* **Records from a dataset**
//! Append-only event log boundary.
//!
//! The catalog constructs events; storing them is the job of an external
//! collaborator. This trait is the seam it plugs into.

use thiserror::Error;
use uuid::Uuid;

use storefront_core::AggregateId;

use crate::{DomainEvent, Event};

/// Event log operation error.
///
/// These are **infrastructure errors** as opposed to domain errors
/// (invalid argument / invalid state).
#[derive(Debug, Error, Clone, PartialEq, Eq)]
pub enum EventLogError {
    /// An event with the same id was already appended.
    #[error("event already appended: {0}")]
    Duplicate(Uuid),

    /// Internal lock poisoning.
    #[error("event log unavailable: {0}")]
    Unavailable(String),
}

/// Append-only store of fired domain events.
///
/// Implementations must preserve append order in every read.
pub trait EventLog<P: Event> {
    /// Append a single fired event.
    fn append(&self, event: DomainEvent<P>) -> Result<(), EventLogError>;

    /// Append a batch, in order. Stops at the first failure.
    fn append_all(
        &self,
        events: impl IntoIterator<Item = DomainEvent<P>>,
    ) -> Result<(), EventLogError> {
        for event in events {
            self.append(event)?;
        }
        Ok(())
    }

    /// All events whose subject is `entity_id`, oldest first.
    fn for_entity(&self, entity_id: AggregateId) -> Result<Vec<DomainEvent<P>>, EventLogError>;

    /// Every event in the log, oldest first.
    fn all(&self) -> Result<Vec<DomainEvent<P>>, EventLogError>;
}
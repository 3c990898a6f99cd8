use chrono::{DateTime, Utc};
use serde::{Deserialize, Serialize};
use uuid::Uuid;

use storefront_core::AggregateId;

use crate::Event;

/// Envelope for a fired domain event.
///
/// This is the unit handed to the event collaborator for storage.
///
/// Notes:
/// - `entity_id` / `entity_type` identify the subject aggregate.
/// - `fired_on` is captured once, when the envelope is built, and never changes.
/// - There are no setters: an envelope is an append-only fact.
#[derive(Debug, Clone, PartialEq, Eq, Serialize, Deserialize)]
pub struct DomainEvent<P> {
    event_id: Uuid,

    entity_id: AggregateId,
    entity_type: String,

    fired_on: DateTime<Utc>,

    payload: P,
}

impl<P: Event> DomainEvent<P> {
    /// Wrap a payload, stamping the current time as the firing time.
    pub fn new(payload: P) -> Self {
        Self::fired_at(payload, Utc::now())
    }

    /// Wrap a payload with an explicit firing time.
    pub fn fired_at(payload: P, fired_on: DateTime<Utc>) -> Self {
        Self {
            event_id: Uuid::now_v7(),
            entity_id: payload.subject_id(),
            entity_type: payload.subject_type().to_string(),
            fired_on,
            payload,
        }
    }

    pub fn event_type(&self) -> &'static str {
        self.payload.event_type()
    }
}

impl<P> DomainEvent<P> {
    pub fn event_id(&self) -> Uuid {
        self.event_id
    }

    pub fn entity_id(&self) -> AggregateId {
        self.entity_id
    }

    pub fn entity_type(&self) -> &str {
        &self.entity_type
    }

    pub fn fired_on(&self) -> DateTime<Utc> {
        self.fired_on
    }

    pub fn payload(&self) -> &P {
        &self.payload
    }

    pub fn into_payload(self) -> P {
        self.payload
    }
}

/// Human-readable audit line: `[fired_on] <payload description>`.
impl<P: core::fmt::Display> core::fmt::Display for DomainEvent<P> {
    fn fmt(&self, f: &mut core::fmt::Formatter<'_>) -> core::fmt::Result {
        write!(f, "[{}] {}", self.fired_on, self.payload)
    }
}
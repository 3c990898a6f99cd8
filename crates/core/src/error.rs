//! Domain error model.

use thiserror::Error;

/// Result type used across the domain layer.
pub type DomainResult<T> = Result<T, DomainError>;

/// Domain-level error.
///
/// Guards return these before any field is assigned, so an operation that
/// fails leaves the entity exactly as it was.
#[derive(Debug, Error, Clone, PartialEq, Eq)]
pub enum DomainError {
    /// A required value was empty, or a value constraint was violated
    /// (e.g. a visibility window whose start is not before its end).
    #[error("invalid argument: {0}")]
    InvalidArgument(String),

    /// The operation's precondition on existing state does not hold
    /// (delete when deleted, restore when not deleted, duplicate child).
    #[error("invalid state: {0}")]
    InvalidState(String),

    /// An identifier was invalid (e.g. parse failure).
    #[error("invalid identifier: {0}")]
    InvalidId(String),

    /// A referenced entity is unknown to the collection being operated on.
    #[error("not found")]
    NotFound,
}

impl DomainError {
    pub fn invalid_argument(msg: impl Into<String>) -> Self {
        Self::InvalidArgument(msg.into())
    }

    pub fn invalid_state(msg: impl Into<String>) -> Self {
        Self::InvalidState(msg.into())
    }

    pub fn invalid_id(msg: impl Into<String>) -> Self {
        Self::InvalidId(msg.into())
    }

    pub fn not_found() -> Self {
        Self::NotFound
    }
}
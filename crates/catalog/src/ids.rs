//! Typed identifiers for catalog aggregates and entities.

use serde::{Deserialize, Serialize};

use storefront_core::AggregateId;

macro_rules! catalog_id {
    ($(#[$meta:meta])* $t:ident) => {
        $(#[$meta])*
        #[derive(Debug, Copy, Clone, PartialEq, Eq, Hash, PartialOrd, Ord, Serialize, Deserialize)]
        #[serde(transparent)]
        pub struct $t(pub AggregateId);

        impl $t {
            pub fn new(id: AggregateId) -> Self {
                Self(id)
            }

            /// Allocate a fresh identifier.
            pub fn generate() -> Self {
                Self(AggregateId::new())
            }

            pub fn as_aggregate_id(&self) -> AggregateId {
                self.0
            }
        }

        impl core::fmt::Display for $t {
            fn fmt(&self, f: &mut core::fmt::Formatter<'_>) -> core::fmt::Result {
                core::fmt::Display::fmt(&self.0, f)
            }
        }

        impl From<$t> for AggregateId {
            fn from(value: $t) -> Self {
                value.0
            }
        }
    };
}

catalog_id!(
    /// Brand identifier.
    BrandId
);
catalog_id!(
    /// Category identifier.
    CategoryId
);
catalog_id!(
    /// Product identifier.
    ProductId
);
catalog_id!(
    /// Custom attribute identifier.
    CustomAttributeId
);
catalog_id!(
    /// Tier price identifier (scoped to its product).
    TierPriceId
);
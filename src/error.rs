use std::path::PathBuf;
use thiserror::Error;

#[derive(Debug, Error)]
pub enum Error {
    #[error("config error: {0}")]
    Config(#[from] toml::de::Error),

    #[error("io error: {0}")]
    Io(#[from] std::io::Error),

    #[error("template error: {0}")]
    Template(#[from] tera::Error),

    #[error("image processing error: {0}")]
    Image(#[from] image::ImageError),

    #[error("watch error: {0}")]
    Watch(#[from] notify::Error),

    #[error("layout missing required template: index.html")]
    MissingIndexTemplate,

    #[error("layout not found: {name} (not a local directory or built-in layout)")]
    LayoutNotFound { name: String },

    #[error("no projects found in {}", path.display())]
    NoProjects { path: PathBuf },

    #[error("invalid theme preference: {value} (expected \"light\" or \"dark\")")]
    InvalidThemePreference { value: String },

    #[error("{0}")]
    Other(String),
}

pub type Result<T> = std::result::Result<T, Error>;
//! Portfolio content: profile, skills, experience and projects.
//!
//! Loaded once from `portfolio.toml` and never mutated afterwards.

use std::path::Path;

use serde::{Deserialize, Serialize};

use crate::error::{Error, Result};
use crate::util::slugify;

/// Personal details shown in the hero banner.
#[derive(Debug, Clone, Default, Deserialize, Serialize)]
pub struct Profile {
    pub name: String,
    #[serde(default)]
    pub alias: Option<String>,
    #[serde(default)]
    pub role: Option<String>,
    #[serde(default)]
    pub location: Option<String>,
    #[serde(default)]
    pub phone: Option<String>,
    /// Dialling prefix for the WhatsApp link when `phone` is written locally, e.g. "507"
    #[serde(default)]
    pub country_code: Option<String>,
    /// Identity document line, e.g. "Cédula: 8-830-470"
    #[serde(default)]
    pub identity: Option<String>,
    #[serde(default)]
    pub email: Option<String>,
    #[serde(default)]
    pub cv_url: Option<String>,
    #[serde(default)]
    pub summary: Option<String>,
}

impl Profile {
    /// `https://wa.me/` link built from the digits of the phone number,
    /// prefixed with `country_code` unless the number already carries it.
    pub fn whatsapp_url(&self) -> Option<String> {
        let digits = only_digits(self.phone.as_deref()?);
        if digits.is_empty() {
            return None;
        }

        let prefix = self.country_code.as_deref().map(only_digits).unwrap_or_default();
        if digits.starts_with(&prefix) {
            Some(format!("https://wa.me/{}", digits))
        } else {
            Some(format!("https://wa.me/{}{}", prefix, digits))
        }
    }
}

fn only_digits(s: &str) -> String {
    s.chars().filter(char::is_ascii_digit).collect()
}

/// A skill badge. Plain strings in the data file become unstyled badges.
#[derive(Debug, Clone, PartialEq, Deserialize, Serialize)]
pub struct Skill {
    pub name: String,
    /// Short badge text, e.g. "Ps"
    #[serde(default)]
    pub label: Option<String>,
    /// Brand colour used as the badge background
    #[serde(default)]
    pub color: Option<String>,
    /// Icon path, relative to the public directory
    #[serde(default)]
    pub icon: Option<String>,
}

#[derive(Debug, Deserialize)]
#[serde(untagged)]
enum SkillEntry {
    Name(String),
    Table(Skill),
}

impl From<SkillEntry> for Skill {
    fn from(entry: SkillEntry) -> Self {
        match entry {
            SkillEntry::Name(name) => Skill {
                name,
                label: None,
                color: None,
                icon: None,
            },
            SkillEntry::Table(skill) => skill,
        }
    }
}

/// One position on the experience timeline.
#[derive(Debug, Clone, Deserialize, Serialize)]
pub struct Job {
    pub title: String,
    #[serde(default)]
    pub company: Option<String>,
    #[serde(default)]
    pub period: Option<String>,
    #[serde(default)]
    pub bullets: Vec<String>,
}

/// A showcased project.
#[derive(Debug, Clone, Serialize)]
pub struct Project {
    pub title: String,
    pub tags: Vec<String>,
    pub href: String,
    pub note: String,
    pub images: Vec<String>,
    pub slug: String,
    pub objective: Option<String>,
    pub solution: Option<String>,
    pub result: Option<String>,
}

#[derive(Debug, Deserialize)]
struct RawProject {
    title: String,
    #[serde(default)]
    tags: Vec<String>,
    #[serde(default = "default_href")]
    href: String,
    #[serde(default)]
    note: String,
    #[serde(default)]
    images: Vec<String>,
    #[serde(default)]
    slug: Option<String>,
    #[serde(default)]
    objective: Option<String>,
    #[serde(default)]
    solution: Option<String>,
    #[serde(default)]
    result: Option<String>,
}

fn default_href() -> String {
    "#".to_string()
}

impl From<RawProject> for Project {
    fn from(raw: RawProject) -> Self {
        let slug = raw
            .slug
            .filter(|s| !s.is_empty())
            .unwrap_or_else(|| slugify(&raw.title));

        Self {
            title: raw.title,
            tags: raw.tags,
            href: raw.href,
            note: raw.note,
            images: raw.images,
            slug,
            objective: raw.objective,
            solution: raw.solution,
            result: raw.result,
        }
    }
}

impl Project {
    /// External link, unless it is empty or the `#` placeholder.
    pub fn external_href(&self) -> Option<&str> {
        match self.href.trim() {
            "" | "#" => None,
            href => Some(href),
        }
    }

    /// Site path of the detail page.
    pub fn page_path(&self) -> String {
        format!("/project/{}/", crate::util::url_encode(&self.slug))
    }

    pub fn cover(&self) -> Option<&str> {
        self.images.first().map(String::as_str)
    }
}

/// Result of looking a project up by slug.
#[derive(Debug, Clone, Copy)]
pub enum Lookup<'a> {
    Found(&'a Project),
    NotFound,
}

impl<'a> Lookup<'a> {
    pub fn project(self) -> Option<&'a Project> {
        match self {
            Lookup::Found(project) => Some(project),
            Lookup::NotFound => None,
        }
    }

    pub fn is_found(self) -> bool {
        matches!(self, Lookup::Found(_))
    }
}

#[derive(Debug, Deserialize)]
struct RawPortfolio {
    profile: Profile,
    #[serde(default)]
    skills: Vec<SkillEntry>,
    #[serde(default)]
    experience: Vec<Job>,
    #[serde(default)]
    projects: Vec<RawProject>,
}

/// Everything rendered on the site.
#[derive(Debug, Clone, Serialize)]
pub struct Portfolio {
    pub profile: Profile,
    pub skills: Vec<Skill>,
    pub experience: Vec<Job>,
    pub projects: Vec<Project>,
}

impl Portfolio {
    /// Load and validate a portfolio data file.
    pub fn load(path: &Path) -> Result<Self> {
        let content = std::fs::read_to_string(path)?;
        let portfolio = Self::parse(&content)?;

        if portfolio.projects.is_empty() {
            return Err(Error::NoProjects {
                path: path.to_path_buf(),
            });
        }

        let mut seen = std::collections::HashSet::new();
        for project in &portfolio.projects {
            if !seen.insert(project.slug.as_str()) {
                tracing::warn!(
                    slug = %project.slug,
                    title = %project.title,
                    "duplicate project slug, only the first is reachable"
                );
            }
        }

        tracing::debug!(
            projects = portfolio.projects.len(),
            skills = portfolio.skills.len(),
            experience = portfolio.experience.len(),
            "portfolio loaded"
        );

        Ok(portfolio)
    }

    pub fn parse(content: &str) -> Result<Self> {
        let raw: RawPortfolio = toml::from_str(content)?;

        Ok(Self {
            profile: raw.profile,
            skills: raw.skills.into_iter().map(Skill::from).collect(),
            experience: raw.experience,
            projects: raw.projects.into_iter().map(Project::from).collect(),
        })
    }

    /// Find a project by exact, case-sensitive slug. The first match wins.
    pub fn lookup(&self, slug: &str) -> Lookup<'_> {
        self.projects
            .iter()
            .find(|p| p.slug == slug)
            .map_or(Lookup::NotFound, Lookup::Found)
    }
}
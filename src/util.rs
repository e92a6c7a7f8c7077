//! Utility functions.

/// URL-encode a string for use in URL paths.
/// Encodes spaces and other special characters while preserving alphanumerics,
/// hyphens, underscores, periods, and tildes.
pub fn url_encode(s: &str) -> String {
    let mut result = String::with_capacity(s.len());
    for c in s.chars() {
        match c {
            'A'..='Z' | 'a'..='z' | '0'..='9' | '-' | '_' | '.' | '~' => {
                result.push(c);
            }
            _ => {
                let mut buf = [0u8; 4];
                for byte in c.encode_utf8(&mut buf).as_bytes() {
                    result.push_str(&format!("%{:02X}", byte));
                }
            }
        }
    }
    result
}

/// URL-encode a path, encoding each segment but preserving '/' separators.
pub fn url_encode_path(path: &str) -> String {
    path.split('/')
        .map(url_encode)
        .collect::<Vec<_>>()
        .join("/")
}

/// Decode URL-encoded strings (e.g., %20 -> space).
pub fn url_decode(s: &str) -> String {
    let mut result = Vec::with_capacity(s.len());
    let mut bytes = s.bytes();

    while let Some(b) = bytes.next() {
        if b == b'%' {
            match (bytes.next(), bytes.next()) {
                (Some(h1), Some(h2)) => {
                    let hex = [h1, h2];
                    match std::str::from_utf8(&hex)
                        .ok()
                        .and_then(|h| u8::from_str_radix(h, 16).ok())
                    {
                        Some(byte) => result.push(byte),
                        None => {
                            result.push(b'%');
                            result.extend_from_slice(&hex);
                        }
                    }
                }
                (Some(h1), None) => {
                    result.push(b'%');
                    result.push(h1);
                }
                _ => result.push(b'%'),
            }
        } else {
            result.push(b);
        }
    }

    String::from_utf8_lossy(&result).into_owned()
}

/// Build a URL-safe slug from a title.
///
/// Latin accents are folded to their base letter, everything else that is not
/// ASCII alphanumeric collapses into single hyphens.
pub fn slugify(title: &str) -> String {
    let mut slug = String::with_capacity(title.len());
    let mut pending_dash = false;

    for c in title.chars().flat_map(char::to_lowercase) {
        let c = fold_accent(c);
        if c.is_ascii_alphanumeric() {
            if pending_dash && !slug.is_empty() {
                slug.push('-');
            }
            pending_dash = false;
            slug.push(c);
        } else {
            pending_dash = true;
        }
    }

    slug
}

fn fold_accent(c: char) -> char {
    match c {
        'á' | 'à' | 'â' | 'ä' | 'ã' | 'å' => 'a',
        'é' | 'è' | 'ê' | 'ë' => 'e',
        'í' | 'ì' | 'î' | 'ï' => 'i',
        'ó' | 'ò' | 'ô' | 'ö' | 'õ' => 'o',
        'ú' | 'ù' | 'û' | 'ü' => 'u',
        'ñ' => 'n',
        'ç' => 'c',
        other => other,
    }
}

* **EXERCISE DIRECTIONS**
Using the records above, count every line that includes the word "return", and state the number only.

* **ANSWER SECTION**
3